No nap. I picked Charlotte up from daycare, came home and parked the car and then we walked to Pacific Cafe for a dinner date. She was really well behaved, just not very interested in eating anything but bread, ice cubes, and French fries and she liked the word "halibut" and repeated it many, many times. The Halibut Parmesan was delicious, as usual, although it just didn't feel right to be there without Mike. It's been a while since I've eaten here.
Ben, Jill, and the twins made it home safely.
Wednesday, February 12. I'm feeling the heavy, dark emotions of grief today, leading up to tomorrow's 1-year anniversary.
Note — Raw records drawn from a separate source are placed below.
impl HttpOrderEndpoint {
    pub fn new(poll_url: &str, connect_timeout: Duration, read_timeout: Duration) -> Result<Self> {
        let poll_url = reqwest::Url::parse(poll_url).map_err(|err| WatchError::InvalidUrl {
            url: poll_url.to_string(),
            details: err.to_string(),
        })?;
        let client = reqwest::blocking::Client::builder()
            .connect_timeout(connect_timeout)
            .timeout(read_timeout)
            .build()
            .map_err(|err| WatchError::Http(format!("failed to build HTTP client: {}", err)))?;
        Ok(Self { client, poll_url })
    }

    pub fn request_url(&self, driver_id: &str) -> reqwest::Url {
        let mut url = self.poll_url.clone();
        url.query_pairs_mut().append_pair("driver_id", driver_id);
        url
    }
}

impl OrderEndpoint for HttpOrderEndpoint {
    fn fetch(&self, driver_id: &str) -> Result<String> {
        let response = self
            .client
            .get(self.request_url(driver_id))
            .send()
            .map_err(|err| {
                if err.is_timeout() {
                    WatchError::Timeout(err.to_string())
                } else {
                    WatchError::Http(err.to_string())
                }
            })?;

        let status = response.status();
        if !status.is_success() {
            return Err(WatchError::HttpStatus {
                status: status.as_u16(),
            });
        }

        response.text().map_err(|err| {
            if err.is_timeout() {
                WatchError::Timeout(err.to_string())
            } else {
                WatchError::Http(err.to_string())
            }
        })
    }
}

/// Classifies a response body. Only `success: true` produces a signal.
pub fn classify_body(body: &str) -> PollOutcome {
    let value: Value = match serde_json::from_str(body) {
        Ok(value) => value,
        Err(err) => return PollOutcome::Malformed(format!("response was not JSON: {}", err)),
    };
    let Some(object) = value.as_object() else {
        return PollOutcome::Malformed("response was not a JSON object".to_string());
    };

    let success = match object.get("success") {
        Some(Value::Bool(flag)) => *flag,
        Some(Value::String(flag)) => flag.trim().eq_ignore_ascii_case("true"),
        _ => false,
    };
    if !success {
        return PollOutcome::NoOrders;
    }

    let message = string_field(object.get("message")).unwrap_or_else(|| DEFAULT_MESSAGE.to_string());
    let tab = string_field(object.get("tab"))
        .filter(|tab| !tab.trim().is_empty())
        .unwrap_or_else(|| DEFAULT_TAB.to_string());

    PollOutcome::Signal(PendingOrderSignal { message, tab })
}

pub fn parse_poll_response(body: &str) -> Option<PendingOrderSignal> {
    match classify_body(body) {
        PollOutcome::Signal(signal) => Some(signal),
        _ => None,
    }
}

fn string_field(value: Option<&Value>) -> Option<String> {
    match value? {
        Value::String(text) => Some(text.clone()),
        Value::Number(number) => Some(number.to_string()),
        Value::Bool(flag) => Some(flag.to_string()),
        _ => None,
    }
}

#[derive(Debug, Clone, PartialEq, Eq)]
pub enum TickReport {
    NoIdentity,
    SkippedInFlight,
    Dispatched { source: IdentitySource },
}

/// Posts a completion exactly once, even if the job is dropped unrun.
struct PendingCall {
    scheduler: Arc<Scheduler>,
    generation: u64,
    sent: bool,
}

impl PendingCall {
    fn complete(mut self, outcome: PollOutcome) {
        self.sent = true;
        self.scheduler.post(Message::PollCompleted {
            generation: self.generation,
            outcome,
        });
    }
}

impl Drop for PendingCall {
    fn drop(&mut self) {
        if !self.sent {
            self.scheduler.post(Message::PollCompleted {
                generation: self.generation,
                outcome: PollOutcome::Failed("poll call abandoned".to_string()),
            });
        }
    }
}

pub struct OrderPoller {
    endpoint: Arc<dyn OrderEndpoint>,
    executor: Arc<dyn Executor>,
    scheduler: Arc<Scheduler>,
    session: Arc<SessionIdentity>,
    store: Arc<PersistentIdentityStore>,
    cookies: Arc<dyn CookieSource>,
    interval: Duration,
    in_flight: AtomicBool,
    generation: AtomicU64,
}

impl OrderPoller {
    pub fn new(
        endpoint: Arc<dyn OrderEndpoint>,
        executor: Arc<dyn Executor>,
        scheduler: Arc<Scheduler>,
        session: Arc<SessionIdentity>,
        store: Arc<PersistentIdentityStore>,
        cookies: Arc<dyn CookieSource>,
        interval: Duration,
    ) -> Self {
        Self {
            endpoint,
            executor,
            scheduler,
            session,
            store,
            cookies,
            interval,
            in_flight: AtomicBool::new(false),
            generation: AtomicU64::new(0),
        }
    }

    pub fn interval(&self) -> Duration {
        self.interval
    }

    /// Replaces any scheduled tick chain with a fresh one firing now.
    pub fn start(&self) {
        let cancelled = self.scheduler.cancel_matching(is_tick);
        if cancelled > 0 {
            debug!(cancelled, "Cancelled previously scheduled poll ticks");
        }
        self.scheduler.post_delayed(Duration::ZERO, Task::PollTick);
    }

    /// Cancels the tick chain and disowns any call still in flight.
    pub fn stop(&self) {
        self.scheduler.cancel_matching(is_tick);
        self.generation.fetch_add(1, Ordering::SeqCst);
    }

    pub fn scheduled_ticks(&self) -> usize {
        self.scheduler.pending(is_tick)
    }

    pub fn in_flight(&self) -> bool {
        self.in_flight.load(Ordering::SeqCst)
    }

    pub fn on_tick(&self) -> TickReport {
        self.scheduler.post_delayed(self.interval, Task::PollTick);

        let Some((driver_id, source)) =
            resolve_identity(&self.session, &self.store, self.cookies.as_ref())
        else {
            debug!("No session identifier; skipping poll");
            return TickReport::NoIdentity;
        };

        if source != IdentitySource::Memory {
            info!(source = ?source, "Recovered session identifier for polling");
        }
        if let Err(err) = self.store.record_poll(&driver_id, self.scheduler.now()) {
            warn!(error = %err, "Failed to persist session identifier");
        }

        if self.in_flight.swap(true, Ordering::SeqCst) {
            debug!("Previous poll still in flight; skipping this tick's call");
            return TickReport::SkippedInFlight;
        }

        let pending = PendingCall {
            scheduler: Arc::clone(&self.scheduler),
            generation: self.generation.load(Ordering::SeqCst),
            sent: false,
        };
        let endpoint = Arc::clone(&self.endpoint);
        self.executor.execute(Box::new(move || {
            let outcome = match endpoint.fetch(&driver_id) {
                Ok(body) => classify_body(&body),
                Err(err) => PollOutcome::Failed(err.to_string()),
            };
            pending.complete(outcome);
        }));

        TickReport::Dispatched { source }
    }

    /// Handles a finished call on the scheduling thread.
    pub fn on_completed(&self, generation: u64, outcome: PollOutcome) -> Option<PendingOrderSignal> {
        self.in_flight.store(false, Ordering::SeqCst);
        if generation != self.generation.load(Ordering::SeqCst) {
            debug!(generation, "Dropping poll result from a stopped loop");
            return None;
        }

        match outcome {
            PollOutcome::Signal(signal) => {
                info!(message = %signal.message, tab = %signal.tab, "Pending order reported");
                Some(signal)
            }
            PollOutcome::NoOrders => {
                debug!("No pending orders");
                None
            }
            PollOutcome::Malformed(details) => {
                warn!(details = %details, "Ignoring malformed poll response");
                None
            }
            PollOutcome::Failed(error) => {
                warn!(error = %error, "Poll request failed; next tick retries");
                None
            }
        }
    }
}

fn is_tick(task: &Task) -> bool {
    *task == Task::PollTick
}

#[cfg(test)]
mod tests {
    use super::*;
    use crate::clock::ManualClock;
    use crate::identity::StoredCookies;
    use crate::scheduler::InlineExecutor;
    use crate::testing::FakeEndpoint;
    use chrono::{DateTime, Duration as ChronoDuration, Utc};
    use std::sync::mpsc::Receiver;

    fn start() -> DateTime<Utc> {
        DateTime::parse_from_rfc3339("2026-03-01T08:00:00Z")
            .expect("parse")
            .with_timezone(&Utc)
    }

    struct Harness {
        clock: Arc<ManualClock>,
        scheduler: Arc<Scheduler>,
        inbox: Receiver<Message>,
        endpoint: Arc<FakeEndpoint>,
        session: Arc<SessionIdentity>,
        store: Arc<PersistentIdentityStore>,
        poller: OrderPoller,
    }

    fn harness() -> Harness {
        let clock = Arc::new(ManualClock::new(start()));
        let (scheduler, inbox) = Scheduler::new(clock.clone());
        let endpoint = Arc::new(FakeEndpoint::default());
        let session = Arc::new(SessionIdentity::new());
        let store = Arc::new(PersistentIdentityStore::in_memory());
        let poller = OrderPoller::new(
            endpoint.clone(),
            Arc::new(InlineExecutor),
            Arc::clone(&scheduler),
            Arc::clone(&session),
            Arc::clone(&store),
            Arc::new(StoredCookies::new(Arc::clone(&store))),
            Duration::from_secs(15),
        );
        Harness {
            clock,
            scheduler,
            inbox,
            endpoint,
            session,
            store,
            poller,
        }
    }

    fn next_completion(inbox: &Receiver<Message>) -> (u64, PollOutcome) {
        loop {
            match inbox.try_recv().expect("completion message") {
                Message::PollCompleted {
                    generation,
                    outcome,
                } => return (generation, outcome),
                _ => continue,
            }
        }
    }

    #[test]
    fn classify_success_with_defaults() {
        assert_eq!(
            classify_body(r#"{"success":true}"#),
            PollOutcome::Signal(PendingOrderSignal {
                message: DEFAULT_MESSAGE.to_string(),
                tab: DEFAULT_TAB.to_string(),
            })
        );
    }

    #[test]
    fn classify_success_with_fields() {
        let signal = parse_poll_response(
            r#"{"success":true,"message":"New grocery order","tab":"grocery"}"#,
        )
        .expect("signal");
        assert_eq!(signal.message, "New grocery order");
        assert_eq!(signal.tab, "grocery");
    }

    #[test]
    fn classify_never_signals_on_failure_or_garbage() {
        assert_eq!(classify_body(r#"{"success":false,"message":"x"}"#), PollOutcome::NoOrders);
        assert_eq!(classify_body(r#"{"message":"x"}"#), PollOutcome::NoOrders);
        assert!(matches!(classify_body("<html>502</html>"), PollOutcome::Malformed(_)));
        assert!(matches!(classify_body("[true]"), PollOutcome::Malformed(_)));
        assert!(matches!(classify_body(""), PollOutcome::Malformed(_)));
        assert_eq!(parse_poll_response(r#"{"success":"nope"}"#), None);
    }

    #[test]
    fn classify_accepts_string_flag_and_blank_tab() {
        let signal = parse_poll_response(r#"{"success":"true","tab":"  ","message":7}"#)
            .expect("signal");
        assert_eq!(signal.tab, DEFAULT_TAB);
        assert_eq!(signal.message, "7");
    }

    #[test]
    fn request_url_carries_driver_id_query() {
        let endpoint = HttpOrderEndpoint::new(
            "https://orders.example/heroes/check_pending_orders.php",
            Duration::from_secs(15),
            Duration::from_secs(15),
        )
        .expect("endpoint");
        assert_eq!(
            endpoint.request_url("42 a").as_str(),
            "https://orders.example/heroes/check_pending_orders.php?driver_id=42+a"
        );
    }

    #[test]
    fn invalid_poll_url_is_rejected() {
        let result = HttpOrderEndpoint::new("not a url", Duration::from_secs(1), Duration::from_secs(1));
        assert!(matches!(result, Err(WatchError::InvalidUrl { .. })));
    }

    #[test]
    fn tick_without_identity_skips_call_and_rearms() {
        let h = harness();
        let report = h.poller.on_tick();

        assert_eq!(report, TickReport::NoIdentity);
        assert!(h.endpoint.calls().is_empty());
        assert_eq!(h.poller.scheduled_ticks(), 1);
        assert_eq!(h.scheduler.next_due(), Some(start() + ChronoDuration::seconds(15)));
    }

    #[test]
    fn tick_uses_durable_identity_and_repersists_it() {
        let h = harness();
        h.store.set_driver_id("durable-7").expect("seed store");
        h.endpoint.push_body(r#"{"success":false}"#);

        let report = h.poller.on_tick();
        assert_eq!(
            report,
            TickReport::Dispatched {
                source: IdentitySource::Durable
            }
        );
        assert_eq!(h.endpoint.calls(), vec!["durable-7".to_string()]);
        assert_eq!(h.session.get(), Some("durable-7".to_string()));
        assert_eq!(h.store.last_poll_at().expect("last poll"), Some(start()));

        let (generation, outcome) = next_completion(&h.inbox);
        assert_eq!(h.poller.on_completed(generation, outcome), None);
        assert!(!h.poller.in_flight());
    }

    #[test]
    fn successful_response_yields_signal() {
        let h = harness();
        h.session.set(Some("9"));
        h.endpoint.push_body(r#"{"success":true,"message":"New food order","tab":"food"}"#);

        h.poller.on_tick();
        let (generation, outcome) = next_completion(&h.inbox);
        let signal = h.poller.on_completed(generation, outcome).expect("signal");
        assert_eq!(signal.message, "New food order");
    }

    #[test]
    fn transport_failure_is_suppressed() {
        let h = harness();
        h.session.set(Some("9"));
        h.endpoint.push_error(WatchError::Timeout("read timed out".to_string()));

        h.poller.on_tick();
        let (generation, outcome) = next_completion(&h.inbox);
        assert!(matches!(outcome, PollOutcome::Failed(_)));
        assert_eq!(h.poller.on_completed(generation, outcome), None);
        assert_eq!(h.poller.scheduled_ticks(), 1);
    }

    #[test]
    fn overlapping_tick_does_not_issue_second_call() {
        let h = harness();
        h.session.set(Some("9"));
        h.endpoint.push_body(r#"{"success":false}"#);

        h.poller.on_tick();
        h.clock.advance(ChronoDuration::seconds(15));
        assert_eq!(h.poller.on_tick(), TickReport::SkippedInFlight);
        assert_eq!(h.endpoint.calls().len(), 1);
        assert_eq!(h.poller.scheduled_ticks(), 2);
    }

    #[test]
    fn start_twice_leaves_single_tick_chain() {
        let h = harness();
        h.poller.start();
        h.poller.start();
        assert_eq!(h.poller.scheduled_ticks(), 1);
    }

    #[test]
    fn stop_discards_in_flight_result() {
        let h = harness();
        h.session.set(Some("9"));
        h.endpoint.push_body(r#"{"success":true}"#);

        h.poller.on_tick();
        h.poller.stop();
        assert_eq!(h.poller.scheduled_ticks(), 0);
        let (generation, outcome) = next_completion(&h.inbox);
        assert_eq!(h.poller.on_completed(generation, outcome), None);
    }
}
I don't think there is anything I can do to help myself to feel better, will just have to muddle through until things look brighter.
I really miss his upbeat personality, his one-liners and humor, fantastic stories, laughter, skinny legs, warm hugs, beautiful brown eyes, crooked smile, knowledge, and his reliable dedication and companionship. What a year this has been. There have been good times, but I miss sharing experiences with him - like the joy that the twins have brought, watching
Charlotte grow up, and the good feeling of being all together as a family, even if we are not all together in the same place.
Thursday, February 13. I survived the 1st anniversary of Mike's passing. Jill took the 3 girls to a play date this morning so I could have some time alone and I spent it taking a long, leisurely shower and talking with Pat and other family and friends on the phone. I also went through photos and tried to focus on the good times and the many, many miles we shared along the way. What a guy - he sure changed my path in life and I thank him ever day for that. Tonight, we shared a toast to him.
Sunday, February 16. It is a beautiful, sunny morning for my youngest son's 37th birthday. Wow - that is a long, long time ago. We are treating him special this morning, letting him sleep in, go for a run, having a big breakfast, and making coconut cupcakes for his birthday treat. He deserves it - such a good man and a dedicated husband and father and he also treats his parents right.